Neither the Cavs win nor Cleveland Baseball’s winning streak should come as any surprise. The Cavs have Lebron and Kyrie Irving and Kevin Love. In a league ruled by Big Threes, the Cavs’ trio stands with the best of them.

Likewise, Cleveland Baseball has Corey Kluber, Carlos “Cookie” Carrasco and Danny Salazar. Baseball is a game where the defense always has the ball, where masterful pitching can trump even the best hitting. With Kluber, Carrasco and Salazar, Cleveland has three legit Cy Young threats. On any given day, Cleveland Baseball’s big three are capable of 9 innings and 10 Ks.

If those three weren’t enough, Trevor Bauer, the centerpiece of the three-team deal which saw Cleveland ship All-Star Outfielder Shin-Soo Choo to Cincinnati, has finally found his groove. The kid has always had phenomenal “stuff.” Bauer’s problem was locating said “stuff.” His propensity for walks saw Cleveland Manager Terry Francona demote him to bullpen early in 2016.

But given another shot by injury, and working with Cleveland’s pitching coach (and pitcher-whisperer) Mickey Callaway, Trevor Bauer found control. Since returning to Cleveland’s starting rotation, Trevor Bauer has been one of MLB’s best pitchers. The strikeouts are there. The walks have diminished. His career ERA is 4.42. This year, Bauer’s increased control has seen an ERA just over 3.

If THAT weren’t enough, Cleveland’s 5th starter, Josh Tomlin, has quietly put up a 10-2 record. He’s a stingy innings-eater. He doesn’t issue walks. Fans should call him Vegas: when healthy, Tomlin does nothing but deal.

The Wins Above Replacement value of Cleveland’s starting pitching currently sits at a ridiculous 14.8. Even with the teams’ bullpen struggles (I’d like 1 Andrew Miller, please?), Cleveland’s total pitching WAR is 16.1, 3rd best in Baseball. The Pythagorean numbers suggest Cleveland should have 55 wins at this point in the season.

And guess what? Cleveland has 55 wins. The pitching was always going to be solid. The offense only needed to be adequate. Mike Napoli, king of the Three True Outcomes, has performed as expected. Tyler Naquin, given outfield playing time thanks to Marlon Byrd’s love affair with PEDs, has done nothing but hit. Jose Ramierez has been a Swiss Army knife, playing outfield and infield, hitting for average all the while. Carlos Santana and Jason Kipnis have returned to the form that saw them earn All-Star honors. Even stud prospect, turned AAA demote, turned journeyman, Lonnie Chisenhall has shown flashes of brilliance.

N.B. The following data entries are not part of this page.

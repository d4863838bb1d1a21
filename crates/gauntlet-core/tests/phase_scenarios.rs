//! End-to-end phase behavior against scripted backends, judges and evaluators.

mod common;

use std::sync::Arc;

use common::{
    event_types, phase_context, registry, BrokenEvaluator, Behavior, FailingStore, FixedJudge,
    ScriptedBackend, ScriptedEvaluator,
};
use gauntlet_core::machine::EXECUTION_CHECK;
use gauntlet_core::metrics::METRICS;
use gauntlet_core::{
    AttemptStatus, BackendConfig, CancelSignal, CandidateStatus, DecisionMethod, EngineError,
    EvaluationMode, EventType, PhaseStateMachine, PhaseStatus,
};
use gauntlet_state::{CheckpointStore, SprintStatus};

fn two_backends() -> Vec<BackendConfig> {
    vec![
        BackendConfig::new("anthropic", "claude"),
        BackendConfig::new("openai", "gpt"),
    ]
}

#[tokio::test]
async fn test_judge_picks_higher_score_and_phase_advances() {
    let backend = Arc::new(
        ScriptedBackend::new()
            .with("anthropic", Behavior::Reply("plan A".into()))
            .with("openai", Behavior::Reply("plan B".into())),
    );
    let judge = Arc::new(FixedJudge::new(&[("anthropic", 0.85), ("openai", 0.42)]));
    let ctx = phase_context(
        "sprint-a",
        backend,
        two_backends(),
        judge.clone(),
        registry(vec![Arc::new(ScriptedEvaluator::new("tests", &[true]))]),
    );

    let outcome = PhaseStateMachine::default()
        .run_phase(&ctx, "plan", "ship it", &CancelSignal::new())
        .await
        .unwrap();

    assert_eq!(outcome.status, PhaseStatus::Advanced);
    assert_eq!(outcome.attempts.len(), 1);
    assert_eq!(outcome.output.as_deref(), Some("plan A"));

    let attempt = &outcome.attempts[0];
    assert_eq!(attempt.status, AttemptStatus::Passed);
    let decision = attempt.decision.as_ref().unwrap();
    assert_eq!(decision.winner, "anthropic/claude");
    assert_eq!(decision.method, DecisionMethod::Scored);
    assert!((decision.score - 0.85).abs() < 1e-9);
    assert_eq!(judge.calls(), 1);

    let types = event_types(&ctx.emitter, "sprint-a").await;
    assert!(types.contains(&EventType::JudgeDecided));
    assert!(types.contains(&EventType::CheckpointCreated));
    assert_eq!(types.last(), Some(&EventType::PhasePassed));

    let checkpoints = ctx.checkpoints.list_checkpoints("sprint-a").await.unwrap();
    assert_eq!(checkpoints.len(), 1);
    assert_eq!(checkpoints[0].label, "plan:passed");
    assert_eq!(checkpoints[0].state.data["winner"], "anthropic/claude");
}

#[tokio::test]
async fn test_third_attempt_sees_full_history_and_final_marker() {
    let backend = Arc::new(ScriptedBackend::new().with("solo", Behavior::EchoAttempt("draft".into())));
    let ctx = phase_context(
        "sprint-b",
        backend.clone(),
        vec![BackendConfig::new("solo", "m")],
        Arc::new(FixedJudge::default()),
        registry(vec![Arc::new(ScriptedEvaluator::new("review", &[false, false, true]))]),
    );

    let outcome = PhaseStateMachine::new(3, EvaluationMode::Full)
        .run_phase(&ctx, "build", "write the parser", &CancelSignal::new())
        .await
        .unwrap();

    assert_eq!(outcome.status, PhaseStatus::Advanced);
    assert_eq!(outcome.attempts.len(), 3);
    assert_eq!(outcome.output.as_deref(), Some("draft #3"));

    let prompts = backend.prompts_for("solo");
    assert_eq!(prompts.len(), 3);
    assert_eq!(prompts[0], "write the parser");
    assert!(prompts[1].contains("issue on attempt 1"));
    assert!(!prompts[1].contains("FINAL ATTEMPT"));
    assert!(prompts[2].contains("issue on attempt 1"));
    assert!(prompts[2].contains("issue on attempt 2"));
    assert!(prompts[2].contains("FINAL ATTEMPT (3 of 3)"));
    assert!(prompts[2].contains("cover the error paths"));

    let types = event_types(&ctx.emitter, "sprint-b").await;
    assert_eq!(types.iter().filter(|t| **t == EventType::PhaseRetrying).count(), 2);
    assert_eq!(types.iter().filter(|t| **t == EventType::AttemptFailed).count(), 2);
}

#[tokio::test]
async fn test_exhausted_retries_escalate_with_checkpoint() {
    let escalations_before = METRICS.escalations();
    let ctx = phase_context(
        "sprint-b2",
        Arc::new(ScriptedBackend::new()),
        vec![BackendConfig::new("solo", "m")],
        Arc::new(FixedJudge::default()),
        registry(vec![Arc::new(ScriptedEvaluator::new("review", &[false, false, false]))]),
    );

    let outcome = PhaseStateMachine::new(3, EvaluationMode::Full)
        .run_phase(&ctx, "build", "goal", &CancelSignal::new())
        .await
        .unwrap();

    assert_eq!(outcome.status, PhaseStatus::Escalated);
    assert_eq!(outcome.attempts.len(), 3);
    assert_eq!(outcome.attempts[2].status, AttemptStatus::Escalated);
    assert!(outcome.escalation_reason.as_deref().unwrap().contains("review"));
    assert!(!outcome.feedback.can_retry());
    assert_eq!(outcome.feedback.insights(), ["cover the error paths".to_string()]);

    let checkpoint = outcome.checkpoint.unwrap();
    assert_eq!(checkpoint.label, "build:escalated");
    assert_eq!(checkpoint.state.status, SprintStatus::Failed);
    assert!(METRICS.escalations() > escalations_before);

    let types = event_types(&ctx.emitter, "sprint-b2").await;
    assert_eq!(types.last(), Some(&EventType::PhaseEscalated));
    assert_eq!(types.iter().filter(|t| **t == EventType::PhaseRetrying).count(), 2);
}

#[tokio::test(start_paused = true)]
async fn test_timed_out_candidate_leaves_sole_success_without_judging() {
    let backend = Arc::new(
        ScriptedBackend::new()
            .with("anthropic", Behavior::Hang)
            .with("openai", Behavior::Reply("only answer".into())),
    );
    let judge = Arc::new(FixedJudge::new(&[("anthropic", 1.0), ("openai", 0.1)]));
    let ctx = phase_context(
        "sprint-c",
        backend,
        vec![
            BackendConfig::new("anthropic", "claude").with_timeout_secs(5),
            BackendConfig::new("openai", "gpt"),
        ],
        judge.clone(),
        registry(vec![]),
    );

    let outcome = PhaseStateMachine::default()
        .run_phase(&ctx, "plan", "goal", &CancelSignal::new())
        .await
        .unwrap();

    assert_eq!(outcome.status, PhaseStatus::Advanced);
    let attempt = &outcome.attempts[0];
    assert_eq!(attempt.candidates[0].status, CandidateStatus::TimedOut);
    assert_eq!(attempt.candidates[1].status, CandidateStatus::Ok);
    assert_eq!(attempt.selected, Some(1));
    assert!(attempt.decision.is_none());
    assert_eq!(judge.calls(), 0);
    assert_eq!(outcome.output.as_deref(), Some("only answer"));

    let types = event_types(&ctx.emitter, "sprint-c").await;
    assert!(types.contains(&EventType::CandidateFailed));
    assert!(!types.contains(&EventType::JudgeDecided));
}

#[tokio::test]
async fn test_zero_successes_fail_the_attempt() {
    let backend = Arc::new(
        ScriptedBackend::new()
            .with("a", Behavior::Fail("quota".into()))
            .with("b", Behavior::Fail("500".into())),
    );
    let ctx = phase_context(
        "sprint-z",
        backend.clone(),
        vec![BackendConfig::new("a", "m"), BackendConfig::new("b", "m")],
        Arc::new(FixedJudge::default()),
        registry(vec![Arc::new(ScriptedEvaluator::new("never-run", &[]))]),
    );

    let outcome = PhaseStateMachine::new(2, EvaluationMode::Full)
        .run_phase(&ctx, "plan", "goal", &CancelSignal::new())
        .await
        .unwrap();

    assert_eq!(outcome.status, PhaseStatus::Escalated);
    assert_eq!(backend.requests().len(), 4);
    for attempt in &outcome.attempts {
        assert!(attempt.selected.is_none());
        assert_eq!(attempt.evaluations.len(), 1);
        assert_eq!(attempt.evaluations[0].evaluator, EXECUTION_CHECK);
    }
    let types = event_types(&ctx.emitter, "sprint-z").await;
    assert!(!types.contains(&EventType::EvaluationCompleted));
}

#[tokio::test]
async fn test_evaluator_error_fails_only_itself() {
    let ctx = phase_context(
        "sprint-e",
        Arc::new(ScriptedBackend::new()),
        vec![BackendConfig::new("solo", "m")],
        Arc::new(FixedJudge::default()),
        registry(vec![
            Arc::new(BrokenEvaluator),
            Arc::new(ScriptedEvaluator::new("ok", &[true])),
        ]),
    );

    let outcome = PhaseStateMachine::new(1, EvaluationMode::Full)
        .run_phase(&ctx, "plan", "goal", &CancelSignal::new())
        .await
        .unwrap();

    assert_eq!(outcome.status, PhaseStatus::Escalated);
    let evaluations = &outcome.attempts[0].evaluations;
    assert_eq!(evaluations.len(), 2);
    assert_eq!(evaluations[0].evaluator, "broken");
    assert!(!evaluations[0].passed);
    assert!(evaluations[0].feedback.contains("linter crashed"));
    assert!(evaluations[1].passed);
}

#[tokio::test]
async fn test_fast_mode_skips_subjective_evaluators() {
    let ctx = phase_context(
        "sprint-f",
        Arc::new(ScriptedBackend::new()),
        vec![BackendConfig::new("solo", "m")],
        Arc::new(FixedJudge::default()),
        registry(vec![Arc::new(ScriptedEvaluator::new("taste", &[false]).subjective())]),
    );

    let outcome = PhaseStateMachine::new(1, EvaluationMode::Fast)
        .run_phase(&ctx, "plan", "goal", &CancelSignal::new())
        .await
        .unwrap();

    assert_eq!(outcome.status, PhaseStatus::Advanced);
    assert!(outcome.attempts[0].evaluations.is_empty());
}

#[tokio::test]
async fn test_judge_failure_degrades_to_self_report() {
    let backend = Arc::new(
        ScriptedBackend::new()
            .with("a", Behavior::Confident("low".into(), 0.3))
            .with("b", Behavior::Confident("high".into(), 0.9)),
    );
    let ctx = phase_context(
        "sprint-j",
        backend,
        vec![BackendConfig::new("a", "m"), BackendConfig::new("b", "m")],
        Arc::new(FixedJudge::failing()),
        registry(vec![]),
    );

    let outcome = PhaseStateMachine::default()
        .run_phase(&ctx, "plan", "goal", &CancelSignal::new())
        .await
        .unwrap();

    let decision = outcome.attempts[0].decision.as_ref().unwrap();
    assert!(decision.is_degraded());
    assert_eq!(decision.winner, "b/m");
    assert_eq!(outcome.output.as_deref(), Some("high"));

    let replay = ctx.emitter.replay("sprint-j", 0).await;
    let judged = replay
        .events
        .iter()
        .find(|e| e.event_type == EventType::JudgeDecided)
        .unwrap();
    assert_eq!(judged.payload["method"], "degraded");
}

#[tokio::test]
async fn test_checkpoint_write_failure_is_fatal() {
    let mut ctx = phase_context(
        "sprint-x",
        Arc::new(ScriptedBackend::new()),
        vec![BackendConfig::new("solo", "m")],
        Arc::new(FixedJudge::default()),
        registry(vec![]),
    );
    ctx.checkpoints = Arc::new(FailingStore::default());

    let err = PhaseStateMachine::default()
        .run_phase(&ctx, "plan", "goal", &CancelSignal::new())
        .await
        .unwrap_err();

    match err {
        EngineError::Checkpoint { phase, reason } => {
            assert_eq!(phase, "plan");
            assert!(reason.contains("disk full"));
        }
        other => panic!("unexpected error: {other}"),
    }
    let types = event_types(&ctx.emitter, "sprint-x").await;
    assert_eq!(types.last(), Some(&EventType::PhaseError));
    assert!(!types.contains(&EventType::PhasePassed));
}

#[tokio::test]
async fn test_cancel_before_first_attempt_emits_terminal_event() {
    let backend = Arc::new(ScriptedBackend::new());
    let ctx = phase_context(
        "sprint-k",
        backend.clone(),
        vec![BackendConfig::new("solo", "m")],
        Arc::new(FixedJudge::default()),
        registry(vec![]),
    );
    let cancel = CancelSignal::new();
    cancel.cancel();

    let outcome = PhaseStateMachine::default()
        .run_phase(&ctx, "plan", "goal", &cancel)
        .await
        .unwrap();

    assert_eq!(outcome.status, PhaseStatus::Cancelled);
    assert!(outcome.attempts.is_empty());
    assert!(backend.requests().is_empty());
    assert_eq!(
        event_types(&ctx.emitter, "sprint-k").await,
        vec![EventType::PhaseStarted, EventType::PhaseCancelled]
    );
}

#[tokio::test]
async fn test_branch_context_writes_to_named_branch() {
    let mut ctx = phase_context(
        "sprint-br",
        Arc::new(ScriptedBackend::new()),
        vec![BackendConfig::new("solo", "m")],
        Arc::new(FixedJudge::default()),
        registry(vec![]),
    );
    let root = ctx
        .checkpoints
        .create_checkpoint("sprint-br", "sprint:start", gauntlet_state::CheckpointState::new(SprintStatus::Active))
        .await
        .unwrap();
    let branch = ctx
        .checkpoints
        .branch_from(&root.id, gauntlet_state::BranchConfig::named("alt"))
        .await
        .unwrap();
    ctx.branch = Some(branch.name.clone());

    let outcome = PhaseStateMachine::default()
        .run_phase(&ctx, "plan", "goal", &CancelSignal::new())
        .await
        .unwrap();

    let cp = outcome.checkpoint.unwrap();
    assert_eq!(cp.branch, "alt");
    assert_eq!(cp.parent_id.as_ref(), Some(&root.id));
    let events = ctx.emitter.replay("sprint-br", 0).await.events;
    assert!(events
        .iter()
        .all(|e| e.meta.as_ref().and_then(|m| m.branch.as_deref()) == Some("alt")));
}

And then there’s Franciso Lindor, Cleveland’s six-tool All-Star (in addition to speed, power, average, defense and a laser arm, Lindor has a swoon-worthy smile). Whatever Terry Francona needs, Frankie is game. If Michael Brantley can manage to fix his ailing shoulder (a big “if,” mind you) the sky is the limit for Cleveland Baseball going forward.

Cleveland atop the AL Central shouldn’t be “Trump-Running-For-President” surprising. Cleveland atop the AL Central should be “Hillary-Clinton-Running-For-President” expected. At this point, the road to October runs straight through Cleveland. Just as it should be.